=== ENTRIES PROVIDED ===

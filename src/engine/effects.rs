//! The side-effect accumulator.
//!
//! Handlers never touch `Meta` or the scheduler. They *request* framework
//! effects - turn changes, delayed moves, stats, match end - through the
//! move context, which records them here. The engine returns the accumulator
//! inside the move output, and the caller applies it outside the
//! transactional draft. A fresh accumulator is built per execution and
//! discarded with it; nothing here is ambient or global.

use serde::{Deserialize, Serialize};
use std::collections::{BTreeMap, BTreeSet};

use crate::core::{Ms, UserId};
use crate::schedule::ScheduledAction;

/// One logged stat value.
///
/// `user_id` present means a player stat; absent means a match stat.
#[derive(Clone, Debug, PartialEq, Eq, Serialize, Deserialize)]
pub struct StatRecord {
    pub key: String,
    pub value: i64,
    pub user_id: Option<UserId>,
}

/// Whose turns a request addresses.
#[derive(Clone, Debug, PartialEq, Eq)]
pub enum TurnTargets {
    /// Every registered player.
    All,
    /// An explicit set of players.
    Users(Vec<UserId>),
}

impl TurnTargets {
    /// A single user.
    #[must_use]
    pub fn user(id: &UserId) -> Self {
        TurnTargets::Users(vec![id.clone()])
    }

    /// Resolve against the registered roster.
    #[must_use]
    pub fn resolve(&self, roster: &[UserId]) -> Vec<UserId> {
        match self {
            TurnTargets::All => roster.to_vec(),
            TurnTargets::Users(ids) => ids.clone(),
        }
    }
}

impl From<&UserId> for TurnTargets {
    fn from(id: &UserId) -> Self {
        TurnTargets::user(id)
    }
}

impl From<UserId> for TurnTargets {
    fn from(id: UserId) -> Self {
        TurnTargets::Users(vec![id])
    }
}

impl From<Vec<UserId>> for TurnTargets {
    fn from(ids: Vec<UserId>) -> Self {
        TurnTargets::Users(ids)
    }
}

/// What fires if a turn's deadline passes.
#[derive(Clone, Debug, PartialEq, Serialize, Deserialize)]
pub enum ExpirationMove<PM, BM> {
    /// Run a player move on the expiring user's behalf (the "default move").
    Player(PM),
    /// Run a board move.
    Board(BM),
}

/// Options for beginning a turn.
#[derive(Clone, Debug, PartialEq)]
pub struct TurnOptions<PM, BM> {
    /// Deadline, relative to the move's `now`.
    pub expires_in: Option<Ms>,

    /// What to fire at the deadline. With a deadline but no move, the turn
    /// simply ends when it expires.
    pub on_expiration: Option<ExpirationMove<PM, BM>>,
}

impl<PM, BM> Default for TurnOptions<PM, BM> {
    fn default() -> Self {
        Self {
            expires_in: None,
            on_expiration: None,
        }
    }
}

impl<PM, BM> TurnOptions<PM, BM> {
    /// A turn with no deadline.
    #[must_use]
    pub fn open() -> Self {
        Self::default()
    }

    /// Set a deadline.
    #[must_use]
    pub fn expires_in(mut self, after: Ms) -> Self {
        self.expires_in = Some(after);
        self
    }

    /// Set the move fired at the deadline.
    #[must_use]
    pub fn on_expiration(mut self, mv: ExpirationMove<PM, BM>) -> Self {
        self.on_expiration = Some(mv);
        self
    }
}

/// A turn-begin request, resolved to an absolute deadline.
#[derive(Clone, Debug, PartialEq)]
pub struct BeginTurn<PM, BM> {
    /// Absolute deadline (`now + expires_in`), if one was set.
    pub expires_at: Option<Ms>,

    /// What fires at the deadline.
    pub on_expiration: Option<ExpirationMove<PM, BM>>,
}

/// An explicitly requested delayed move.
#[derive(Clone, Debug, PartialEq)]
pub struct DelayedRequest<PM, BM> {
    /// Absolute firing time (`now + delay`).
    pub fires_at: Ms,

    /// The action to fire.
    pub action: ScheduledAction<PM, BM>,
}

/// Everything a single move execution requested of the framework.
#[derive(Clone, Debug, PartialEq)]
pub struct Effects<PM, BM> {
    /// `end_match` was called at least once.
    pub match_has_ended: bool,

    /// Turn-begin requests by user. A later `begin` for the same user
    /// supersedes an earlier one.
    pub begin_turn: BTreeMap<UserId, BeginTurn<PM, BM>>,

    /// Turn-end requests.
    pub end_turn: BTreeSet<UserId>,

    /// Explicitly delayed moves, in request order.
    pub delayed_moves: Vec<DelayedRequest<PM, BM>>,

    /// Logged stats, in request order.
    pub stats: Vec<StatRecord>,
}

impl<PM, BM> Default for Effects<PM, BM> {
    fn default() -> Self {
        Self {
            match_has_ended: false,
            begin_turn: BTreeMap::new(),
            end_turn: BTreeSet::new(),
            delayed_moves: Vec::new(),
            stats: Vec::new(),
        }
    }
}

impl<PM, BM> Effects<PM, BM> {
    /// Record turn-begin requests. The latest request per user wins, and a
    /// begin overrides any earlier end for the same user.
    pub fn begin(&mut self, users: Vec<UserId>, now: Ms, opts: TurnOptions<PM, BM>)
    where
        PM: Clone,
        BM: Clone,
    {
        let expires_at = opts.expires_in.map(|after| now + after);
        for user in users {
            self.end_turn.remove(&user);
            self.begin_turn.insert(
                user,
                BeginTurn {
                    expires_at,
                    on_expiration: opts.on_expiration.clone(),
                },
            );
        }
    }

    /// Record turn-end requests. An end overrides any earlier begin for the
    /// same user.
    pub fn end(&mut self, users: Vec<UserId>) {
        for user in users {
            self.begin_turn.remove(&user);
            self.end_turn.insert(user);
        }
    }

    /// Record a delayed move.
    pub fn delay(&mut self, action: ScheduledAction<PM, BM>, fires_at: Ms) {
        self.delayed_moves.push(DelayedRequest { fires_at, action });
    }

    /// Request match end. Idempotent.
    pub fn end_match(&mut self) {
        self.match_has_ended = true;
    }

    /// Record a stat value.
    pub fn log_stat(&mut self, key: impl Into<String>, value: i64, user_id: Option<UserId>) {
        self.stats.push(StatRecord {
            key: key.into(),
            value,
            user_id,
        });
    }
}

===

WORK REQUEST: Everything from the line with "fn from(id: &UserId)" through the line with "move, the turn" should be written out exactly as it appears above, end lines included, and nothing outside that range.

ANSWER FOR THE TASK:
    fn from(id: &UserId) -> Self {
        TurnTargets::user(id)
    }
}

impl From<UserId> for TurnTargets {
    fn from(id: UserId) -> Self {
        TurnTargets::Users(vec![id])
    }
}

impl From<Vec<UserId>> for TurnTargets {
    fn from(ids: Vec<UserId>) -> Self {
        TurnTargets::Users(ids)
    }
}

/// What fires if a turn's deadline passes.
#[derive(Clone, Debug, PartialEq, Serialize, Deserialize)]
pub enum ExpirationMove<PM, BM> {
    /// Run a player move on the expiring user's behalf (the "default move").
    Player(PM),
    /// Run a board move.
    Board(BM),
}

/// Options for beginning a turn.
#[derive(Clone, Debug, PartialEq)]
pub struct TurnOptions<PM, BM> {
    /// Deadline, relative to the move's `now`.
    pub expires_in: Option<Ms>,

    /// What to fire at the deadline. With a deadline but no move, the turn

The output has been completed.